Problem to solve
Your answer must be every line of the data below that holds the string "Debug", copied exactly.
[Opening Material for the task section]
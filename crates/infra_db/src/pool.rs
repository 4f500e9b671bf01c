//! Database connection pool management

use sqlx::postgres::{PgPool, PgPoolOptions};
use std::time::Duration;
use tracing::info;

use crate::error::DatabaseError;

/// Type alias for the PostgreSQL connection pool
pub type DatabasePool = PgPool;

/// Configuration options for the database connection pool
///
/// # Example
///
/// ```rust
/// use std::time::Duration;
/// use infra_db::DatabaseConfig;
///
/// let config = DatabaseConfig::new("postgres://localhost/adc_pro")
///     .max_connections(20)
///     .min_connections(5)
///     .query_timeout(Duration::from_secs(3));
/// assert_eq!(config.max_connections, 20);
/// ```
#[derive(Debug, Clone)]
pub struct DatabaseConfig {
    /// PostgreSQL connection string
    pub url: String,
    pub max_connections: u32,
    pub min_connections: u32,
    /// How long to wait for a pooled connection
    pub connect_timeout: Duration,
    /// Upper bound on any single adapter call, transaction included
    pub query_timeout: Duration,
    pub max_lifetime: Duration,
    pub idle_timeout: Duration,
}

impl DatabaseConfig {
    pub fn new(url: impl Into<String>) -> Self {
        Self {
            url: url.into(),
            max_connections: 10,
            min_connections: 2,
            connect_timeout: Duration::from_secs(10),
            query_timeout: Duration::from_secs(5),
            max_lifetime: Duration::from_secs(30 * 60),
            idle_timeout: Duration::from_secs(10 * 60),
        }
    }

    pub fn max_connections(mut self, max: u32) -> Self {
        self.max_connections = max;
        self
    }

    pub fn min_connections(mut self, min: u32) -> Self {
        self.min_connections = min;
        self
    }

    pub fn connect_timeout(mut self, timeout: Duration) -> Self {
        self.connect_timeout = timeout;
        self
    }

    pub fn query_timeout(mut self, timeout: Duration) -> Self {
        self.query_timeout = timeout;
        self
    }

    pub fn max_lifetime(mut self, lifetime: Duration) -> Self {
        self.max_lifetime = lifetime;
        self
    }

    pub fn idle_timeout(mut self, timeout: Duration) -> Self {
        self.idle_timeout = timeout;
        self
    }
}

impl Default for DatabaseConfig {
    fn default() -> Self {
        Self::new("postgres://localhost/adc_pro")
    }
}

/// Creates a database connection pool with the given configuration
///
/// # Errors
///
/// Returns `DatabaseError::ConnectionFailed` if the pool cannot be created
pub async fn create_pool(config: &DatabaseConfig) -> Result<DatabasePool, DatabaseError> {
    info!(
        max_connections = config.max_connections,
        min_connections = config.min_connections,
        "Creating database pool"
    );

    let pool = PgPoolOptions::new()
        .max_connections(config.max_connections)
        .min_connections(config.min_connections)
        .acquire_timeout(config.connect_timeout)
        .max_lifetime(config.max_lifetime)
        .idle_timeout(config.idle_timeout)
        .connect(&config.url)
        .await
        .map_err(|e| DatabaseError::ConnectionFailed(e.to_string()))?;

    info!("Database pool created successfully");
    Ok(pool)
}

/// Applies the embedded schema migrations
pub async fn run_migrations(pool: &DatabasePool) -> Result<(), DatabaseError> {
    sqlx::migrate!("./migrations").run(pool).await?;
    info!("Database migrations applied");
    Ok(())
}

#[cfg(test)]
mod tests {
    use super::*;

    #[test]
    fn test_config_builder() {
        let config = DatabaseConfig::new("postgres://test")
            .max_connections(50)
            .min_connections(10)
            .connect_timeout(Duration::from_secs(60))
            .query_timeout(Duration::from_millis(750));

        assert_eq!(config.max_connections, 50);
        assert_eq!(config.min_connections, 10);
        assert_eq!(config.connect_timeout, Duration::from_secs(60));
        assert_eq!(config.query_timeout, Duration::from_millis(750));
    }
}
//! Explicit request context and store settings
//!
//! Every core operation receives the acting staff member and the store
//! settings as parameters instead of reading them from shared global state.

use rust_decimal::Decimal;
use rust_decimal_macros::dec;
use serde::{Deserialize, Serialize};

use crate::identifiers::StaffId;
use crate::temporal::Timezone;

/// Default commission applied to products with no explicit rule (5%)
pub const DEFAULT_COMMISSION_PERCENTAGE: Decimal = dec!(5);

/// The staff member performing an operation
#[derive(Debug, Clone, PartialEq, Eq, Serialize, Deserialize)]
pub struct Actor {
    pub staff_id: Option<StaffId>,
    pub name: String,
}

impl Actor {
    pub fn staff(staff_id: StaffId, name: impl Into<String>) -> Self {
        Self {
            staff_id: Some(staff_id),
            name: name.into(),
        }
    }

    /// Actor used for automated writes (gateway webhooks, migrations)
    pub fn system() -> Self {
        Self {
            staff_id: None,
            name: "system".to_string(),
        }
    }

    /// Label recorded as `receivedBy` on payments
    pub fn label(&self) -> String {
        match self.staff_id {
            Some(id) => id.to_string(),
            None => self.name.clone(),
        }
    }
}

/// Per-request context passed into every service call
#[derive(Debug, Clone)]
pub struct RequestContext {
    pub actor: Actor,
    /// Correlation ID for tracing across systems
    pub correlation_id: Option<String>,
}

impl RequestContext {
    pub fn new(actor: Actor) -> Self {
        Self {
            actor,
            correlation_id: None,
        }
    }

    pub fn with_correlation_id(mut self, correlation_id: impl Into<String>) -> Self {
        self.correlation_id = Some(correlation_id.into());
        self
    }

    pub fn system() -> Self {
        Self::new(Actor::system())
    }
}

/// Store-wide settings that influence financial calculations
#[derive(Debug, Clone, Serialize, Deserialize)]
pub struct StoreSettings {
    pub timezone: Timezone,
    /// Upper bound on installments when no line item imposes a lower one
    pub max_installments: u32,
}

impl Default for StoreSettings {
    fn default() -> Self {
        Self {
            timezone: Timezone::default(),
            max_installments: 24,
        }
    }
}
[Closing Material for the task section]
Answer area
#[derive(Debug, Clone)]
#[derive(Debug, Clone, PartialEq, Eq, Serialize, Deserialize)]
#[derive(Debug, Clone)]
#[derive(Debug, Clone, Serialize, Deserialize)]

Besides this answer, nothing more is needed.